How would we interpret the coefficients?

3.3 Heterogeneous Effect of Education

What if females are more efficient in applying education? In other words: A shift in the intercept may not be sufficient to explain differences between men and women and their income. Rather, we may want to model different effect of education for these groups.

For heterogeneous effects, we specify our interaction model (Brambor, Clark, and Golder 2006). Note that the variable that alters the effect of another variable, is also called a moderator (people sometimes mix up mediators (see previous lab) and moderators, so be careful with using the term).

\[ \text{Income}_i = \hat\beta_0 + \hat\beta_1 \text{Female}_i + \hat\beta_2 \text{Education}_i + \hat\beta_3 \text{Female}_i \times \text{Education}_i \]

The syntax is very straightforward:

m4 <- lm(income ~ female + education + education * female, # * includes interaction
  data = dat1
)

But interpretation of the coefficients may get a little tricky:

\[ \text{Income}_i = \underbrace{\hat\beta_0}_{\text{Expected income}\\\text{of males with no}\\\text{education}} + \underbrace{\hat\beta_1}_{\text{Difference}\\\text{in income}\\\text{to females}} \text{Female}_i + \underbrace{\hat\beta_2}_{\text{Effect of each}\\\text{additional year}\\\text{of education}\\\text{for males}} \text{Education}_i + \underbrace{\hat\beta_3}_{\text{Difference in}\\\text{effect of education}\\\text{between males}\\ \text{and females}} \text{Female}_i \times \text{Education}_i \]

We can thus see that if we only interested in prediction of income for males, the model would reduce to:

\[ \text{Income}_i = \hat\beta_0 + \hat\beta_1 \times 0 + \hat\beta_2 \text{Education}_i + \hat\beta_3 0 \times \text{Education}_i \\ \text{Income}_i = \underbrace{\hat\beta_0}_{\text{Male intercept}} + \underbrace{\hat\beta_2}_{\text{Effect of}\\\text{education}\\ \text{for men}} \text{Education}_i \]

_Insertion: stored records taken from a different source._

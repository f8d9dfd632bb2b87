//! Delta optimization for densely sampled light curves.
//!
//! Anchor points at least `delta` apart are fitted exactly; samples between
//! two anchors take the straight line joining them. A delta of zero fits
//! every sample. Tied timestamps always share the fitted value of the first
//! sample in the tie.

// External dependencies
use num_traits::Float;

/// Index of the next sample to fit after the anchor at `*last_fitted`.
///
/// Samples tied with the anchor receive its fitted value and advance
/// `*last_fitted`. The returned index is the last sample within `delta` of
/// the anchor, but never earlier than the sample right after the ties. It
/// is clamped to `n - 1`.
pub fn next_anchor<T: Float>(x: &[T], y_smooth: &mut [T], last_fitted: &mut usize, delta: T) -> usize {
    let n = x.len();
    let anchor = *last_fitted;
    let cutpoint = x[anchor] + delta;

    // First index past the delta window
    let beyond = x[anchor + 1..].partition_point(|&xi| xi <= cutpoint) + anchor + 1;

    let x_anchor = x[anchor];
    for i in anchor + 1..beyond.min(n) {
        if x[i] != x_anchor {
            break;
        }
        y_smooth[i] = y_smooth[anchor];
        *last_fitted = i;
    }

    usize::max(beyond.saturating_sub(1), *last_fitted + 1).min(n - 1)
}

/// Fill `y_smooth` strictly between two fitted anchors by linear interpolation.
pub fn interpolate_gap<T: Float>(x: &[T], y_smooth: &mut [T], last_fitted: usize, current: usize) {
    if current <= last_fitted + 1 {
        return;
    }

    let (x0, x1) = (x[last_fitted], x[current]);
    let (y0, y1) = (y_smooth[last_fitted], y_smooth[current]);
    let dx = x1 - x0;

    if dx <= T::zero() {
        let avg = (y0 + y1) / (T::one() + T::one());
        y_smooth[last_fitted + 1..current].fill(avg);
        return;
    }

    let slope = (y1 - y0) / dx;
    for k in last_fitted + 1..current {
        y_smooth[k] = y0 + (x[k] - x0) * slope;
    }
}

And for females, the coefficients will be:

\[ \text{Income}_i = \hat\beta_0 + \hat\beta_1 \times 1 + \hat\beta_2 \text{Education}_i + \hat\beta_3 1 \times \text{Education}_i\\ \text{Income}_i = \underbrace{\hat\beta_0 + \hat\beta_1}_{\text{Female intercept}} + \underbrace{(\hat\beta_2 +\hat\beta_3)}_{\text{Effect of}\\\text{education}\\ \text{for women}} \text{Education}_i \]

Let’s now look at the exact coefficients we estimated:

coef(m4)

##      (Intercept)           female        education female:education 
##       24.7354537       -5.7756535        0.8588811        0.4643318

How would we interpret the coefficients?

3.3.1 Causal interaction vs. effect modification

Note that statistical models by themselves are not distinguishing between these two cases:

the effect of education on income differs between men and women
the effect gender on income differs across the levels of education

Mathematically, you can interpret the coefficients either way. However, the choice of control variables you include in the model would likely differ, depending on whether you are interested, primarily, in the effect of education or in the effect of gender on the income. It thus will make sense to interpret the interaction coefficients in line with your causal story and your selected control variables. Keele and Stevenson (2021) discuss this issue in more detail.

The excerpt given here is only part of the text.